The idea is to rush fast track through as fast as possible. The usual 30 hours of "post-cloture debate" period will be reduced to only eight hours so that the fast track bill debate process can begin this evening instead of in several days. That debate, before the actual vote on the bill itself, will continue next week. The idea is to get the fast Track bill to the House before the coming recess for Memorial Day, so that the public does not have time to learn more about what is going on and possibly organize resistance when legislators return home.

Who Are The Senate Corporate Democrats?

Several "corporate Democrats" have left the solid block of opposition to help break the blockade of fast track. (The official roll call vote has been posted by the Senate.) For your phone calls and your "long memory" list I will post here the names and office numbers of Senate Democrats who voted to proceed with fast track.

Note also that presidential candidate Hillary Clinton has not yet told fellow Democrats where she stands on what President Obama calls "rewriting the rules of doing business for the 21st century."

On To The House

The real fight over fast track begins now. The Senate was expected to easily pass it when it came up earlier this week, yet we were able to hold it back with Tuesday's surprise win on the filibuster. This shows that there is strength in the coalition that has formed to stop this, even while the news media has largely kept it under wraps.

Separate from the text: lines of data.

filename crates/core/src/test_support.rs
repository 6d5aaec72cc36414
//! In-memory repositories shared by the service unit tests.

use async_trait::async_trait;
use chrono::{NaiveDate, NaiveDateTime, Utc};
use std::collections::HashMap;
use std::sync::Mutex;

use crate::budgets::{Budget, BudgetRepositoryTrait, NewBudget};
use crate::categories::{category_in_use, Category, CategoryRepositoryTrait, NewCategory};
use crate::errors::{DatabaseError, Error, Result};
use crate::goals::{Goal, GoalRepositoryTrait, NewGoal};
use crate::transactions::{
    CategoryTotal, NewTransaction, Transaction, TransactionRepositoryTrait, TransactionType,
    TransactionWithCategory,
};
use crate::utils::DateWindow;

#[derive(Default)]
pub struct InMemoryStore {
    next_id: Mutex<u32>,
    pub categories: Mutex<Vec<Category>>,
    pub transactions: Mutex<Vec<Transaction>>,
    pub budgets: Mutex<Vec<Budget>>,
    pub goals: Mutex<Vec<Goal>>,
}

pub fn date(y: i32, m: u32, d: u32) -> NaiveDate {
    NaiveDate::from_ymd_opt(y, m, d).unwrap()
}

pub fn at_noon(y: i32, m: u32, d: u32) -> NaiveDateTime {
    date(y, m, d).and_hms_opt(12, 0, 0).unwrap()
}

impl InMemoryStore {
    fn id(&self, prefix: &str) -> String {
        let mut next = self.next_id.lock().unwrap();
        *next += 1;
        format!("{prefix}-{next}")
    }

    fn now() -> NaiveDateTime {
        Utc::now().naive_utc()
    }

    fn populate(&self, transaction: Transaction) -> TransactionWithCategory {
        let category = self
            .categories
            .lock()
            .unwrap()
            .iter()
            .find(|c| c.id == transaction.category_id)
            .cloned();
        TransactionWithCategory {
            transaction,
            category,
        }
    }

    /// Inserts a transaction directly, bypassing service validation.
    pub fn seed_transaction(
        &self,
        user_id: &str,
        category_id: &str,
        transaction_type: TransactionType,
        amount: f64,
        date: NaiveDateTime,
    ) -> Transaction {
        let now = Self::now();
        let transaction = Transaction {
            id: self.id("tx"),
            user_id: user_id.to_string(),
            category_id: category_id.to_string(),
            amount,
            transaction_type,
            description: "seeded".to_string(),
            date,
            created_at: now,
            updated_at: now,
        };
        self.transactions.lock().unwrap().push(transaction.clone());
        transaction
    }

    pub fn seed_category(
        &self,
        user_id: &str,
        name: &str,
        color: &str,
        category_type: TransactionType,
    ) -> Category {
        let now = Self::now();
        let category = Category {
            id: self.id("cat"),
            user_id: user_id.to_string(),
            name: name.to_string(),
            color: color.to_string(),
            icon: None,
            category_type,
            created_at: now,
            updated_at: now,
        };
        self.categories.lock().unwrap().push(category.clone());
        category
    }
}

#[async_trait]
impl CategoryRepositoryTrait for InMemoryStore {
    fn list_for_user(&self, user_id: &str) -> Result<Vec<Category>> {
        let mut list: Vec<Category> = self
            .categories
            .lock()
            .unwrap()
            .iter()
            .filter(|c| c.user_id == user_id)
            .cloned()
            .collect();
        list.sort_by(|a, b| a.name.cmp(&b.name));
        Ok(list)
    }

    fn get_for_user(&self, user_id: &str, id: &str) -> Result<Option<Category>> {
        Ok(self
            .categories
            .lock()
            .unwrap()
            .iter()
            .find(|c| c.user_id == user_id && c.id == id)
            .cloned())
    }

    async fn insert(&self, new_category: NewCategory) -> Result<Category> {
        let duplicate = self
            .categories
            .lock()
            .unwrap()
            .iter()
            .any(|c| c.user_id == new_category.user_id && c.name == new_category.name);
        if duplicate {
            return Err(Error::Database(DatabaseError::UniqueViolation(
                "categories.user_id, categories.name".to_string(),
            )));
        }
        let now = Self::now();
        let category = Category {
            id: self.id("cat"),
            user_id: new_category.user_id,
            name: new_category.name,
            color: new_category.color,
            icon: new_category.icon,
            category_type: new_category.category_type,
            created_at: now,
            updated_at: now,
        };
        self.categories.lock().unwrap().push(category.clone());
        Ok(category)
    }

    async fn delete_for_user(&self, user_id: &str, id: &str) -> Result<usize> {
        let in_use = self.count_for_category(user_id, id)?;
        if in_use > 0 {
            return Err(category_in_use(in_use));
        }
        let mut categories = self.categories.lock().unwrap();
        let before = categories.len();
        categories.retain(|c| !(c.user_id == user_id && c.id == id));
        Ok(before - categories.len())
    }
}

#[async_trait]
impl TransactionRepositoryTrait for InMemoryStore {
    fn list_for_user(&self, user_id: &str) -> Result<Vec<TransactionWithCategory>> {
        let mut owned: Vec<Transaction> = self
            .transactions
            .lock()
            .unwrap()
            .iter()
            .filter(|t| t.user_id == user_id)
            .cloned()
            .collect();
        owned.sort_by(|a, b| b.date.cmp(&a.date));
        Ok(owned.into_iter().map(|t| self.populate(t)).collect())
    }

    fn get_for_user(&self, user_id: &str, id: &str) -> Result<Option<TransactionWithCategory>> {
        let found = self
            .transactions
            .lock()
            .unwrap()
            .iter()
            .find(|t| t.user_id == user_id && t.id == id)
            .cloned();
        Ok(found.map(|t| self.populate(t)))
    }

    async fn insert(&self, new_transaction: NewTransaction) -> Result<Transaction> {
        let now = Self::now();
        let transaction = Transaction {
            id: self.id("tx"),
            user_id: new_transaction.user_id,
            category_id: new_transaction.category_id,
            amount: new_transaction.amount,
            transaction_type: new_transaction.transaction_type,
            description: new_transaction.description,
            date: new_transaction.date,
            created_at: now,
            updated_at: now,
        };
        self.transactions.lock().unwrap().push(transaction.clone());
        Ok(transaction)
    }

    async fn delete_for_user(&self, user_id: &str, id: &str) -> Result<usize> {
        let mut transactions = self.transactions.lock().unwrap();
        let before = transactions.len();
        transactions.retain(|t| !(t.user_id == user_id && t.id == id));
        Ok(before - transactions.len())
    }

    fn count_for_user(&self, user_id: &str) -> Result<i64> {
        Ok(self
            .transactions
            .lock()
            .unwrap()
            .iter()
            .filter(|t| t.user_id == user_id)
            .count() as i64)
    }

    fn count_for_category(&self, user_id: &str, category_id: &str) -> Result<i64> {
        Ok(self
            .transactions
            .lock()
            .unwrap()
            .iter()
            .filter(|t| t.user_id == user_id && t.category_id == category_id)
            .count() as i64)
    }

    fn sum_amount(
        &self,
        user_id: &str,
        transaction_type: TransactionType,
        window: &DateWindow,
        category_id: Option<&str>,
    ) -> Result<f64> {
        Ok(self
            .transactions
            .lock()
            .unwrap()
            .iter()
            .filter(|t| {
                t.user_id == user_id
                    && t.transaction_type == transaction_type
                    && window.contains(t.date)
                    && category_id.map_or(true, |c| t.category_id == c)
            })
            .map(|t| t.amount)
            .sum())
    }

    fn expense_totals_by_category(
        &self,
        user_id: &str,
        window: &DateWindow,
    ) -> Result<Vec<CategoryTotal>> {
        let categories = self.categories.lock().unwrap().clone();
        let mut totals: HashMap<(String, String), f64> = HashMap::new();
        for t in self.transactions.lock().unwrap().iter().filter(|t| {
            t.user_id == user_id
                && t.transaction_type == TransactionType::Expense
                && window.contains(t.date)
        }) {
            if let Some(category) = categories.iter().find(|c| c.id == t.category_id) {
                *totals
                    .entry((category.name.clone(), category.color.clone()))
                    .or_insert(0.0) += t.amount;
            }
        }
        Ok(totals
            .into_iter()
            .map(|((name, color), total)| CategoryTotal { name, color, total })
            .collect())
    }

    fn amounts_in_window(
        &self,
        user_id: &str,
        transaction_type: TransactionType,
        window: &DateWindow,
    ) -> Result<Vec<(NaiveDateTime, f64)>> {
        Ok(self
            .transactions
            .lock()
            .unwrap()
            .iter()
            .filter(|t| {
                t.user_id == user_id
                    && t.transaction_type == transaction_type
                    && window.contains(t.date)
            })
            .map(|t| (t.date, t.amount))
            .collect())
    }
}

#[async_trait]
impl BudgetRepositoryTrait for InMemoryStore {
    fn list_for_user(&self, user_id: &str) -> Result<Vec<Budget>> {
        let mut list: Vec<Budget> = self
            .budgets
            .lock()
            .unwrap()
            .iter()
            .filter(|b| b.user_id == user_id)
            .cloned()
            .collect();
        list.reverse();
        Ok(list)
    }

    async fn insert(&self, new_budget: NewBudget) -> Result<Budget> {
        let now = Self::now();
        let budget = Budget {
            id: self.id("budget"),
            user_id: new_budget.user_id,
            name: new_budget.name,
            amount: new_budget.amount,
            period: new_budget.period,
            start_date: new_budget.start_date,
            end_date: new_budget.end_date,
            category_id: new_budget.category_id,
            created_at: now,
            updated_at: now,
        };
        self.budgets.lock().unwrap().push(budget.clone());
        Ok(budget)
    }

    async fn delete_for_user(&self, user_id: &str, id: &str) -> Result<usize> {
        let mut budgets = self.budgets.lock().unwrap();
        let before = budgets.len();
        budgets.retain(|b| !(b.user_id == user_id && b.id == id));
        Ok(before - budgets.len())
    }
}

#[async_trait]
impl GoalRepositoryTrait for InMemoryStore {
    fn list_for_user(&self, user_id: &str) -> Result<Vec<Goal>> {
        let mut list: Vec<Goal> = self
            .goals
            .lock()
            .unwrap()
            .iter()
            .filter(|g| g.user_id == user_id)
            .cloned()
            .collect();
        list.sort_by_key(|g| g.deadline);
        Ok(list)
    }

    fn get_for_user(&self, user_id: &str, id: &str) -> Result<Option<Goal>> {
        Ok(self
            .goals
            .lock()
            .unwrap()
            .iter()
            .find(|g| g.user_id == user_id && g.id == id)
            .cloned())
    }

    async fn insert(&self, new_goal: NewGoal) -> Result<Goal> {
        let now = Self::now();
        let goal = Goal {
            id: self.id("goal"),
            user_id: new_goal.user_id,
            name: new_goal.name,
            target_amount: new_goal.target_amount,
            current_amount: new_goal.current_amount,
            deadline: new_goal.deadline,
            status: new_goal.status,
            description: new_goal.description,
            category: new_goal.category,
            version: 1,
            created_at: now,
            updated_at: now,
        };
        self.goals.lock().unwrap().push(goal.clone());
        Ok(goal)
    }

    async fn update(&self, goal: Goal, expected_version: i32) -> Result<Goal> {
        let mut goals = self.goals.lock().unwrap();
        let stored = goals
            .iter_mut()
            .find(|g| g.user_id == goal.user_id && g.id == goal.id)
            .ok_or_else(|| Error::not_found("Goal not found"))?;
        if stored.version != expected_version {
            return Err(Error::Conflict("Goal was modified by another request".into()));
        }
        *stored = Goal {
            version: expected_version + 1,
            ..goal
        };
        Ok(stored.clone())
    }

    async fn delete_for_user(&self, user_id: &str, id: &str) -> Result<usize> {
        let mut goals = self.goals.lock().unwrap();
        let before = goals.len();
        goals.retain(|g| !(g.user_id == user_id && g.id == id));
        Ok(before - goals.len())
    }
}
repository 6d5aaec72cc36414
//! SQLite storage implementation for goals.

mod model;
mod repository;

pub use model::GoalDB;
pub use repository::GoalRepository;
//! SQLite storage implementation for categories.

mod model;
mod repository;

pub(crate) use model::parse_type;
pub use model::CategoryDB;
pub use repository::CategoryRepository;
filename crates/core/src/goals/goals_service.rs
use async_trait::async_trait;
use chrono::Utc;
use log::{debug, info};
use std::sync::Arc;

use crate::errors::{Error, Result};
use crate::goals::goals_model::{Goal, GoalCategory, GoalInput, GoalStatus, GoalUpdate, NewGoal};
use crate::goals::goals_traits::{GoalRepositoryTrait, GoalServiceTrait};
use crate::utils::{non_blank, parse_date_input, positive_amount, NumberInput};

pub struct GoalService {
    goal_repo: Arc<dyn GoalRepositoryTrait>,
}

impl GoalService {
    pub fn new(goal_repo: Arc<dyn GoalRepositoryTrait>) -> Self {
        GoalService { goal_repo }
    }
}

fn saved_amount(input: Option<&NumberInput>) -> Result<Option<f64>> {
    match input.filter(|a| !a.is_blank()) {
        None => Ok(None),
        Some(amount) => {
            let value = amount.to_f64("Current amount")?;
            if value < 0.0 {
                return Err(Error::invalid_input("Current amount cannot be negative"));
            }
            Ok(Some(value))
        }
    }
}

fn parse_optional<T: std::str::FromStr<Err = Error>>(value: Option<&str>) -> Result<Option<T>> {
    non_blank(value).map(|v| v.parse()).transpose()
}

#[async_trait]
impl GoalServiceTrait for GoalService {
    fn get_goals(&self, user_id: &str) -> Result<Vec<Goal>> {
        self.goal_repo.list_for_user(user_id)
    }

    async fn create_goal(&self, user_id: &str, input: GoalInput) -> Result<Goal> {
        let (Some(name), Some(target_amount), Some(deadline)) = (
            non_blank(input.name.as_deref()),
            input.target_amount.as_ref().filter(|a| !a.is_blank()),
            non_blank(input.deadline.as_deref()),
        ) else {
            return Err(Error::missing_field(
                "Name, target amount, and deadline are required",
            ));
        };

        let target_amount = positive_amount(target_amount, "Target amount")?;
        let current_amount = saved_amount(input.current_amount.as_ref())?.unwrap_or(0.0);
        let deadline = parse_date_input(&deadline)?;
        let category: GoalCategory =
            parse_optional(input.category.as_deref())?.unwrap_or_default();
        let requested: Option<GoalStatus> = parse_optional(input.status.as_deref())?;

        let new_goal = NewGoal {
            user_id: user_id.to_string(),
            name,
            target_amount,
            current_amount,
            deadline,
            status: GoalStatus::derive(current_amount, target_amount, requested),
            description: input
                .description
                .map(|d| d.trim().to_string())
                .unwrap_or_default(),
            category,
        };
        let goal = self.goal_repo.insert(new_goal).await?;
        info!("Created goal {} for user {}", goal.id, user_id);
        Ok(goal)
    }

    async fn update_goal(&self, user_id: &str, id: &str, update: GoalUpdate) -> Result<Goal> {
        let existing = self
            .goal_repo
            .get_for_user(user_id, id)?
            .ok_or_else(|| Error::not_found("Goal not found"))?;

        if let Some(version) = update.version {
            if version != existing.version {
                debug!(
                    "Goal {} version mismatch: stored {}, supplied {}",
                    id, existing.version, version
                );
                return Err(Error::Conflict(
                    "Goal was modified by another request".to_string(),
                ));
            }
        }

        let expected_version = existing.version;
        let mut goal = existing;
        let mut amounts_changed = false;
        if let Some(name) = non_blank(update.name.as_deref()) {
            goal.name = name;
        }
        if let Some(target) = update.target_amount.as_ref().filter(|a| !a.is_blank()) {
            goal.target_amount = positive_amount(target, "Target amount")?;
            amounts_changed = true;
        }
        if let Some(current) = saved_amount(update.current_amount.as_ref())? {
            goal.current_amount = current;
            amounts_changed = true;
        }
        if let Some(deadline) = non_blank(update.deadline.as_deref()) {
            goal.deadline = parse_date_input(&deadline)?;
        }
        if let Some(description) = update.description {
            goal.description = description.trim().to_string();
        }
        if let Some(category) = parse_optional(update.category.as_deref())? {
            goal.category = category;
        }
        // Status is only re-derived when the request touches it or the amounts.
        let requested: Option<GoalStatus> = parse_optional(update.status.as_deref())?;
        if requested.is_some() || amounts_changed {
            goal.status = GoalStatus::derive(goal.current_amount, goal.target_amount, requested);
        }
        goal.updated_at = Utc::now().naive_utc();

        self.goal_repo.update(goal, expected_version).await
    }

    async fn delete_goal(&self, user_id: &str, id: &str) -> Result<()> {
        if self.goal_repo.delete_for_user(user_id, id).await? == 0 {
            return Err(Error::not_found("Goal not found"));
        }
        Ok(())
    }
}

The actions this week forced news coverage, and across the country a lot of busy people are starting to notice. "Wait, there's a huge trade bill in the Congress? What? Why is this the first I have heard of this?"

At the same time, many conservative Republicans are concerned about fast tracking TPP. The Drudge Report is running anti-fast track headlines daily. Several of the GOP presidential candidates are opposing fast track. Old-style conservatives like Pat Buchanan understand the damage that enormous, humongous and ongoing trade deficits are inflicting on the country.

Take a look at Buchanan's recent "On a Fast Track to National Ruin": "Who benefits more if we get access to Vietnam's market, which is 1 percent of ours, while Hanoi gets access to a U.S. market that is 100 times the size of theirs?"

ALso see Phyllis Schlafly, "Let's Get On a Pro-American Track":

"Congress, led by Sen. Mitch McConnell (R-KY) and Speaker John Boehner (R-OH), is preparing to betray American workers, and the grassroots should rise up and say, "No, you don't." The secretive underhanded deal is called Fast Track, and that's an appropriate title because, indeed, it puts Americans on a fast track to lower wages and fewer available jobs."

It is still possible to kill fast track in the House if we can get enough Democrats to hold steady against it, in spite of the "goodies" the Obama administration and corporations are offering. Stay at it, let friends and family know about these trade bills, and keep the pressure on your own member of Congress.